- **Work request**
Run through the records and, wherever a line holds the word "const", return that line.

Stored data

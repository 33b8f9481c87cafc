use thiserror::Error;

use crate::decimal::{Money, Rate};

#[derive(Error, Debug)]
pub enum DebtMathError {
    #[error("invalid tenure: {months} months, must be greater than zero")]
    InvalidTenure {
        months: u32,
    },

    #[error("invalid principal: {amount}, must be non-negative")]
    InvalidPrincipal {
        amount: Money,
    },

    #[error("invalid interest rate: {rate}, must be non-negative")]
    InvalidInterestRate {
        rate: Rate,
    },
}

pub type Result<T> = std::result::Result<T, DebtMathError>;
use rust_decimal::Decimal;
use serde::{Deserialize, Serialize};
use std::fmt;
use std::ops::{Add, AddAssign, Div, Mul, Sub, SubAssign};
use std::str::FromStr;

/// Monetary amount carrying 8 decimal places of internal precision.
///
/// Display rounding (cents, locale) is the caller's concern; calculations keep
/// full precision so month loops never accumulate coarse rounding drift.
#[derive(Debug, Clone, Copy, PartialEq, Eq, PartialOrd, Ord, Serialize, Deserialize, Default)]
pub struct Money(Decimal);

impl Money {
    pub const ZERO: Money = Money(Decimal::ZERO);

    /// create from decimal
    pub fn from_decimal(d: Decimal) -> Self {
        Money(d.round_dp(8))
    }

    /// create from string with exact parsing
    pub fn from_str_exact(s: &str) -> Result<Self, rust_decimal::Error> {
        Ok(Money(Decimal::from_str(s)?.round_dp(8)))
    }

    /// create from whole currency units
    pub fn from_major(amount: i64) -> Self {
        Money(Decimal::from(amount))
    }

    /// get underlying decimal
    pub fn as_decimal(&self) -> Decimal {
        self.0
    }

    /// round to specified decimal places
    pub fn round_dp(&self, dp: u32) -> Self {
        Money(self.0.round_dp(dp))
    }

    /// check if zero
    pub fn is_zero(&self) -> bool {
        self.0.is_zero()
    }

    /// absolute value
    pub fn abs(&self) -> Self {
        Money(self.0.abs())
    }

    /// minimum of two values
    pub fn min(self, other: Self) -> Self {
        Money(self.0.min(other.0))
    }

    /// maximum of two values
    pub fn max(self, other: Self) -> Self {
        Money(self.0.max(other.0))
    }

    /// calculate percentage (e.g., 5% of 100)
    pub fn percentage(&self, percent: Decimal) -> Self {
        Money((self.0 * percent / Decimal::from(100)).round_dp(8))
    }
}

impl fmt::Display for Money {
    fn fmt(&self, f: &mut fmt::Formatter<'_>) -> fmt::Result {
        write!(f, "{}", self.0)
    }
}

impl FromStr for Money {
    type Err = rust_decimal::Error;

    fn from_str(s: &str) -> Result<Self, Self::Err> {
        Money::from_str_exact(s)
    }
}

impl From<Decimal> for Money {
    fn from(d: Decimal) -> Self {
        Money::from_decimal(d)
    }
}

impl From<i32> for Money {
    fn from(i: i32) -> Self {
        Money::from_major(i as i64)
    }
}

impl Add for Money {
    type Output = Money;

    fn add(self, other: Money) -> Money {
        Money((self.0 + other.0).round_dp(8))
    }
}

impl AddAssign for Money {
    fn add_assign(&mut self, other: Money) {
        self.0 = (self.0 + other.0).round_dp(8);
    }
}

impl Sub for Money {
    type Output = Money;

    fn sub(self, other: Money) -> Money {
        Money((self.0 - other.0).round_dp(8))
    }
}

impl SubAssign for Money {
    fn sub_assign(&mut self, other: Money) {
        self.0 = (self.0 - other.0).round_dp(8);
    }
}

impl Mul<Decimal> for Money {
    type Output = Money;

    fn mul(self, other: Decimal) -> Money {
        Money((self.0 * other).round_dp(8))
    }
}

impl Div<Decimal> for Money {
    type Output = Money;

    fn div(self, other: Decimal) -> Money {
        Money((self.0 / other).round_dp(8))
    }
}

/// nominal annual interest rate stored as a fraction (0.15 for 15%)
#[derive(Debug, Clone, Copy, PartialEq, Eq, PartialOrd, Ord, Serialize, Deserialize, Default)]
pub struct Rate(Decimal);

impl Rate {
    pub const ZERO: Rate = Rate(Decimal::ZERO);

    /// create from decimal fraction (e.g., 0.05 for 5%)
    pub fn from_decimal(d: Decimal) -> Self {
        Rate(d)
    }

    /// create from percentage (e.g., 3.5 for 3.5% p.a.)
    pub fn from_percentage(p: Decimal) -> Self {
        Rate(p / Decimal::from(100))
    }

    /// get as decimal fraction
    pub fn as_decimal(&self) -> Decimal {
        self.0
    }

    /// get as percentage
    pub fn as_percentage(&self) -> Decimal {
        self.0 * Decimal::from(100)
    }

    /// monthly rate from annual rate
    pub fn monthly_rate(&self) -> Rate {
        Rate(self.0 / Decimal::from(12))
    }
}

impl fmt::Display for Rate {
    fn fmt(&self, f: &mut fmt::Formatter<'_>) -> fmt::Result {
        write!(f, "{}%", self.as_percentage())
    }
}

impl From<Decimal> for Rate {
    fn from(d: Decimal) -> Self {
        Rate::from_decimal(d)
    }
}
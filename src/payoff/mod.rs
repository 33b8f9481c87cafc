pub mod simulator;
pub mod strategy;

use serde::{Deserialize, Serialize};

use crate::decimal::{Money, Rate};
use crate::types::{Debt, DebtId, InterestType};

pub use simulator::{simulate, MAX_MONTHS};

/// outcome of one payoff simulation run
#[derive(Debug, Clone, PartialEq, Serialize, Deserialize)]
pub struct SimulationResult {
    /// months until every balance reaches zero, capped at [`MAX_MONTHS`]
    pub total_months: u32,
    /// interest accrued across all reducing-balance debts during the run
    pub total_interest_paid: Money,
    /// debts in the strategy's fixed order, first entry is the focus
    pub priority_order: Vec<DebtSummary>,
}

impl SimulationResult {
    /// empty-portfolio result: already debt free
    pub fn debt_free() -> Self {
        Self {
            total_months: 0,
            total_interest_paid: Money::ZERO,
            priority_order: Vec::new(),
        }
    }
}

/// one debt's position in the payoff order
#[derive(Debug, Clone, PartialEq, Serialize, Deserialize)]
pub struct DebtSummary {
    pub id: DebtId,
    pub name: String,
    /// pre-simulation balance magnitude, not the simulated remainder
    pub balance: Money,
    pub interest_rate: Rate,
    pub min_payment: Money,
    /// true for the single debt receiving any extra payment
    pub is_focus: bool,
}

/// per-run working copy of a debt; balances mutate month by month while the
/// source snapshots stay untouched
#[derive(Debug, Clone)]
pub(crate) struct WorkingDebt {
    pub(crate) id: DebtId,
    pub(crate) name: String,
    pub(crate) balance: Money,
    pub(crate) interest_rate: Rate,
    pub(crate) interest_type: InterestType,
    pub(crate) min_payment: Money,
}

impl WorkingDebt {
    pub(crate) fn new(debt: &Debt) -> Self {
        Self {
            id: debt.id,
            name: debt.name.clone(),
            balance: debt.balance_magnitude(),
            interest_rate: debt.interest_rate,
            interest_type: debt.interest_type,
            min_payment: debt.effective_min_payment(),
        }
    }
}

- **Task result**
    pub const ZERO: Money = Money(Decimal::ZERO);
    pub const ZERO: Rate = Rate(Decimal::ZERO);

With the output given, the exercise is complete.